If signed by Gov. Larry Hogan, the bill would make it illegal for generic drug manufacturers to engage in price gouging — defined as an “unconscionable increase in price” — for certain prescription drugs. Manufacturers would be required to submit documents to the Attorney General’s office proving the validity of any major price increases and those found in violation of the law could be subject to penalties including a $10,000 fine.
Under the provisions of the bill, Attorney General Brian Frosh would be authorized to take legal action against a drug manufacturer if any notable price increase is not considered justified, based on development and distribution costs. The Attorney General would also have the power to sue a company if it does not respond to a complaint satisfactorily.
Frosh recommended the legislation with the intent to push back against rising costs of life-saving medications and “hold drug makers accountable.”
The bill has received both praise and push back from industry interests.
Maryland’s medical society, MedChi, an association made up of local physicians, applauded the passing of the bill.
“For far too long patients have been at the mercy of the [the pharmaceutical industry] in setting prices way above their production costs,” Dr. Stephen Rockower, president of MedChi, said in a statement. “This bill puts some teeth into the fight for the benefit of real, everyday patients, and will lower costs for all of us.”
But the bill has also seen opposition from drug industry players.
The Association for Accessible Medicines, a group representing drug manufacturers, said this bill targets generics companies unfairly. The group argues that it is not generic, but specialized biologic medicines that are responsible for the kinds of price gouging plaguing the U.S. drug market. Generics account for about 90 percent of all prescriptions, but 27 percent of overall drug costs in the country, said Christine Simmon, senior vice president of policy and strategic alliances.

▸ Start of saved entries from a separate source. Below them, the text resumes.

// Transaction management: handles, lifecycle, and record-level locking

pub mod concurrency;

// Public exports
pub use concurrency::lock_manager::{LockManager, LockMode};
pub use concurrency::transaction::{
    AbortReason, IsolationLevel, Transaction, TransactionAbort, TransactionError, TransactionState,
};
pub use concurrency::transaction_manager::{TransactionManager, TransactionRegistry};
use std::sync::Arc;
use anyhow::Result;
use tempfile::NamedTempFile;

use karstdb::storage::buffer::BufferPoolManager;
use karstdb::transaction::concurrency::lock_manager::LockManager;
use karstdb::transaction::concurrency::transaction_manager::{
    TransactionManager, TransactionRegistry,
};

// Create a temporary database file for testing
#[allow(dead_code)]
pub fn create_temp_db_file() -> Result<(NamedTempFile, String)> {
    let file = NamedTempFile::new()?;
    let path = file.path().to_str().unwrap().to_string();
    Ok((file, path))
}

// Create a buffer pool manager with a temporary database
#[allow(dead_code)]
pub fn create_test_buffer_pool(pool_size: usize) -> Result<(Arc<BufferPoolManager>, NamedTempFile)> {
    let (file, path) = create_temp_db_file()?;
    let buffer_pool = Arc::new(BufferPoolManager::new(pool_size, path)?);
    Ok((buffer_pool, file))
}

// Create a lock manager wired to a transaction manager through a shared registry
#[allow(dead_code)]
pub fn create_lock_environment() -> (Arc<LockManager>, Arc<TransactionManager>) {
    let registry = Arc::new(TransactionRegistry::new());
    let lock_manager = Arc::new(LockManager::new(registry.clone()));
    let txn_manager = Arc::new(TransactionManager::new(lock_manager.clone(), registry));
    (lock_manager, txn_manager)
}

Simmon said the bill’s proposed penalties could have a “chilling effect” on manufacturers, and prevent them from wanting to do business in Maryland. And with less competition comes higher prices, she argued.
“While the bill passed by the [Assembly] may make for a good politics, it not only puts that level of health care savings at risk moving forward, but would actually backfire by raising, not cutting, prescription drug costs,” Chester “Chip” Davis, CEO of the the Association for Accessible Medicines, said in a statement. “This bill will harm both Maryland patients and taxpayers alike and thus should be vetoed by Governor Hogan.”